What you will do>
Each line below should be restated exactly, with nothing dropped.

Collected data entries>
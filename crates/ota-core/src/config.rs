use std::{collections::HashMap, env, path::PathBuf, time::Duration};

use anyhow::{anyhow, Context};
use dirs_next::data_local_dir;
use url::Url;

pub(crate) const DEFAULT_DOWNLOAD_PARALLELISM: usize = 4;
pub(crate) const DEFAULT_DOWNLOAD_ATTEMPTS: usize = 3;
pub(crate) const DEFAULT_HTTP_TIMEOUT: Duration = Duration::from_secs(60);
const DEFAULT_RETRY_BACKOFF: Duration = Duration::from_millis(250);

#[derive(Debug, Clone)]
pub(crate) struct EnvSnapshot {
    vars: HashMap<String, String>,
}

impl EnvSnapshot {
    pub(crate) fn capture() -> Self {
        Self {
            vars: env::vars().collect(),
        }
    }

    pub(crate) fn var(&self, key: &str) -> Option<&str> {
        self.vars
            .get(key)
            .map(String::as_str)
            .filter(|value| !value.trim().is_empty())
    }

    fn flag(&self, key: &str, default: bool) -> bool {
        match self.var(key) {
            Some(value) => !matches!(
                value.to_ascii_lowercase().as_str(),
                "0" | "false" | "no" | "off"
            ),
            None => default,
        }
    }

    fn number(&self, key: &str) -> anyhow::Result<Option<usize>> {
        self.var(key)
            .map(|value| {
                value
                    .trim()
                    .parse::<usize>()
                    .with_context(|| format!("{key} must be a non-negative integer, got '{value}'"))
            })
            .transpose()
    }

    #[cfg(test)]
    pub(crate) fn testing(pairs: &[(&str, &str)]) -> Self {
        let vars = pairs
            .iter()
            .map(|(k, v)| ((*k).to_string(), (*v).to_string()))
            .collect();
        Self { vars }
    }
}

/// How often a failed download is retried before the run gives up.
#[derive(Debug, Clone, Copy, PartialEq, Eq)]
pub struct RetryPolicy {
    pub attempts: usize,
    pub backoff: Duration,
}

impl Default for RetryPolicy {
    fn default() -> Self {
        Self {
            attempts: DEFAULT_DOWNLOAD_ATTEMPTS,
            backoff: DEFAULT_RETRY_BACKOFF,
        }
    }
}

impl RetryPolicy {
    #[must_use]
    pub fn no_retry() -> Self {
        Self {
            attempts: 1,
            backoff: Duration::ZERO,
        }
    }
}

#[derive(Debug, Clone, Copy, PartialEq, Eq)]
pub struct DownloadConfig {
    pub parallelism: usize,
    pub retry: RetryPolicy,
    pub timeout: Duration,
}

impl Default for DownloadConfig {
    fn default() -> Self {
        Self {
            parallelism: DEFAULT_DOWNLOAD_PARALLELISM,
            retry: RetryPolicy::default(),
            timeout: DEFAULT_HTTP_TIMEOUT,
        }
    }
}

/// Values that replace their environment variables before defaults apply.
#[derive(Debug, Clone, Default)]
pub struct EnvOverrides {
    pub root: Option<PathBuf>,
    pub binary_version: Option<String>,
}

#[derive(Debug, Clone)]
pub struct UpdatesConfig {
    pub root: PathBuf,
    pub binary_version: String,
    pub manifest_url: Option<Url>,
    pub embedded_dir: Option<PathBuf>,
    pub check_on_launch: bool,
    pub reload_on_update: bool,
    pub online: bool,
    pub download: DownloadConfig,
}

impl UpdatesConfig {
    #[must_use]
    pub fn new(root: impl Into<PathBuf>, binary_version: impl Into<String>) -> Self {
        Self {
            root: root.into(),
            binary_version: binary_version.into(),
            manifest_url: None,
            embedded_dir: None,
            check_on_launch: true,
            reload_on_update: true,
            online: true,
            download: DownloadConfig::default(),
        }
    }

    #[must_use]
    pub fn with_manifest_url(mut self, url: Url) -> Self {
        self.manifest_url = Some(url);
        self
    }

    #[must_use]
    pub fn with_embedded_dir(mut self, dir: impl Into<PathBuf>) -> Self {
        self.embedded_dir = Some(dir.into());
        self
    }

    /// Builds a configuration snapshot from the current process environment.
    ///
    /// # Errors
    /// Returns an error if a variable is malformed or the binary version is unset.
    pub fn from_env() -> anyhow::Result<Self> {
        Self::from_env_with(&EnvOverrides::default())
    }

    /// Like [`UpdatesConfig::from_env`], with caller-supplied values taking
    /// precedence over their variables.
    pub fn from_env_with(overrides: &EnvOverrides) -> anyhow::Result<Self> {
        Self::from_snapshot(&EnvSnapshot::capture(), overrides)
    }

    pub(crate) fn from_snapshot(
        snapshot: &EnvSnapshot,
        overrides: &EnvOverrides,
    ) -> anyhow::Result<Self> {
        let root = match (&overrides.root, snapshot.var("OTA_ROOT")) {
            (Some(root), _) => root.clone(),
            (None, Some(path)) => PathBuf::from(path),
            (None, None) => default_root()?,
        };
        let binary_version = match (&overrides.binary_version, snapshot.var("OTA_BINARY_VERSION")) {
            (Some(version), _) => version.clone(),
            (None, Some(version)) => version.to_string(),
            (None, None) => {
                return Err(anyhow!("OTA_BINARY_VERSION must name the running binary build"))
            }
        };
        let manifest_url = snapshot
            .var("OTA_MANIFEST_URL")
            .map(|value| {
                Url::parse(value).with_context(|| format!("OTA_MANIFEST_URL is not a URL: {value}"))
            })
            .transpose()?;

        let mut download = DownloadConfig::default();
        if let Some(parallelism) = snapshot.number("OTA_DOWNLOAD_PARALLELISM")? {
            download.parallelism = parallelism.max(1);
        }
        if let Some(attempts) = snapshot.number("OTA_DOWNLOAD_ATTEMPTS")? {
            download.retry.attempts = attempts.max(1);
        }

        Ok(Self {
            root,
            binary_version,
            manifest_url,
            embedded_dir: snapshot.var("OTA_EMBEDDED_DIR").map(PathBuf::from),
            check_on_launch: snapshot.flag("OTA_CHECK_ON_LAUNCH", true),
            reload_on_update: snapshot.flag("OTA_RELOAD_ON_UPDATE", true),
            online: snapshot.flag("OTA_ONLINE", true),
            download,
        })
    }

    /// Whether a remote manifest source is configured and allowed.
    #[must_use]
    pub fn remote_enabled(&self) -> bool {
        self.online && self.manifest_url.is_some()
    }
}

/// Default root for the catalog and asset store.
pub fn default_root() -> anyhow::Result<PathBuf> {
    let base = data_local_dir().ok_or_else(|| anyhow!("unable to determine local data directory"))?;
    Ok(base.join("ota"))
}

Output>
filename crates/ota-core/src/config.rs
use std::{collections::HashMap, env, path::PathBuf, time::Duration};

use anyhow::{anyhow, Context};
use dirs_next::data_local_dir;
use url::Url;

pub(crate) const DEFAULT_DOWNLOAD_PARALLELISM: usize = 4;
pub(crate) const DEFAULT_DOWNLOAD_ATTEMPTS: usize = 3;
pub(crate) const DEFAULT_HTTP_TIMEOUT: Duration = Duration::from_secs(60);
const DEFAULT_RETRY_BACKOFF: Duration = Duration::from_millis(250);

#[derive(Debug, Clone)]
pub(crate) struct EnvSnapshot {
    vars: HashMap<String, String>,
}

impl EnvSnapshot {
    pub(crate) fn capture() -> Self {
        Self {
            vars: env::vars().collect(),
        }
    }

    pub(crate) fn var(&self, key: &str) -> Option<&str> {
        self.vars
            .get(key)
            .map(String::as_str)
            .filter(|value| !value.trim().is_empty())
    }

    fn flag(&self, key: &str, default: bool) -> bool {
        match self.var(key) {
            Some(value) => !matches!(
                value.to_ascii_lowercase().as_str(),
                "0" | "false" | "no" | "off"
            ),
            None => default,
        }
    }

    fn number(&self, key: &str) -> anyhow::Result<Option<usize>> {
        self.var(key)
            .map(|value| {
                value
                    .trim()
                    .parse::<usize>()
                    .with_context(|| format!("{key} must be a non-negative integer, got '{value}'"))
            })
            .transpose()
    }

    #[cfg(test)]
    pub(crate) fn testing(pairs: &[(&str, &str)]) -> Self {
        let vars = pairs
            .iter()
            .map(|(k, v)| ((*k).to_string(), (*v).to_string()))
            .collect();
        Self { vars }
    }
}

/// How often a failed download is retried before the run gives up.
#[derive(Debug, Clone, Copy, PartialEq, Eq)]
pub struct RetryPolicy {
    pub attempts: usize,
    pub backoff: Duration,
}

impl Default for RetryPolicy {
    fn default() -> Self {
        Self {
            attempts: DEFAULT_DOWNLOAD_ATTEMPTS,
            backoff: DEFAULT_RETRY_BACKOFF,
        }
    }
}

impl RetryPolicy {
    #[must_use]
    pub fn no_retry() -> Self {
        Self {
            attempts: 1,
            backoff: Duration::ZERO,
        }
    }
}

#[derive(Debug, Clone, Copy, PartialEq, Eq)]
pub struct DownloadConfig {
    pub parallelism: usize,
    pub retry: RetryPolicy,
    pub timeout: Duration,
}

impl Default for DownloadConfig {
    fn default() -> Self {
        Self {
            parallelism: DEFAULT_DOWNLOAD_PARALLELISM,
            retry: RetryPolicy::default(),
            timeout: DEFAULT_HTTP_TIMEOUT,
        }
    }
}

/// Values that replace their environment variables before defaults apply.
#[derive(Debug, Clone, Default)]
pub struct EnvOverrides {
    pub root: Option<PathBuf>,
    pub binary_version: Option<String>,
}

#[derive(Debug, Clone)]
pub struct UpdatesConfig {
    pub root: PathBuf,
    pub binary_version: String,
    pub manifest_url: Option<Url>,
    pub embedded_dir: Option<PathBuf>,
    pub check_on_launch: bool,
    pub reload_on_update: bool,
    pub online: bool,
    pub download: DownloadConfig,
}

impl UpdatesConfig {
    #[must_use]
    pub fn new(root: impl Into<PathBuf>, binary_version: impl Into<String>) -> Self {
        Self {
            root: root.into(),
            binary_version: binary_version.into(),
            manifest_url: None,
            embedded_dir: None,
            check_on_launch: true,
            reload_on_update: true,
            online: true,
            download: DownloadConfig::default(),
        }
    }

    #[must_use]
    pub fn with_manifest_url(mut self, url: Url) -> Self {
        self.manifest_url = Some(url);
        self
    }

    #[must_use]
    pub fn with_embedded_dir(mut self, dir: impl Into<PathBuf>) -> Self {
        self.embedded_dir = Some(dir.into());
        self
    }

    /// Builds a configuration snapshot from the current process environment.
    ///
    /// # Errors
    /// Returns an error if a variable is malformed or the binary version is unset.
    pub fn from_env() -> anyhow::Result<Self> {
        Self::from_env_with(&EnvOverrides::default())
    }

    /// Like [`UpdatesConfig::from_env`], with caller-supplied values taking
    /// precedence over their variables.
    pub fn from_env_with(overrides: &EnvOverrides) -> anyhow::Result<Self> {
        Self::from_snapshot(&EnvSnapshot::capture(), overrides)
    }

    pub(crate) fn from_snapshot(
        snapshot: &EnvSnapshot,
        overrides: &EnvOverrides,
    ) -> anyhow::Result<Self> {
        let root = match (&overrides.root, snapshot.var("OTA_ROOT")) {
            (Some(root), _) => root.clone(),
            (None, Some(path)) => PathBuf::from(path),
            (None, None) => default_root()?,
        };
        let binary_version = match (&overrides.binary_version, snapshot.var("OTA_BINARY_VERSION")) {
            (Some(version), _) => version.clone(),
            (None, Some(version)) => version.to_string(),
            (None, None) => {
                return Err(anyhow!("OTA_BINARY_VERSION must name the running binary build"))
            }
        };
        let manifest_url = snapshot
            .var("OTA_MANIFEST_URL")
            .map(|value| {
                Url::parse(value).with_context(|| format!("OTA_MANIFEST_URL is not a URL: {value}"))
            })
            .transpose()?;

        let mut download = DownloadConfig::default();
        if let Some(parallelism) = snapshot.number("OTA_DOWNLOAD_PARALLELISM")? {
            download.parallelism = parallelism.max(1);
        }
        if let Some(attempts) = snapshot.number("OTA_DOWNLOAD_ATTEMPTS")? {
            download.retry.attempts = attempts.max(1);
        }

        Ok(Self {
            root,
            binary_version,
            manifest_url,
            embedded_dir: snapshot.var("OTA_EMBEDDED_DIR").map(PathBuf::from),
            check_on_launch: snapshot.flag("OTA_CHECK_ON_LAUNCH", true),
            reload_on_update: snapshot.flag("OTA_RELOAD_ON_UPDATE", true),
            online: snapshot.flag("OTA_ONLINE", true),
            download,
        })
    }

    /// Whether a remote manifest source is configured and allowed.
    #[must_use]
    pub fn remote_enabled(&self) -> bool {
        self.online && self.manifest_url.is_some()
    }
}

/// Default root for the catalog and asset store.
pub fn default_root() -> anyhow::Result<PathBuf> {
    let base = data_local_dir().ok_or_else(|| anyhow!("unable to determine local data directory"))?;
    Ok(base.join("ota"))
}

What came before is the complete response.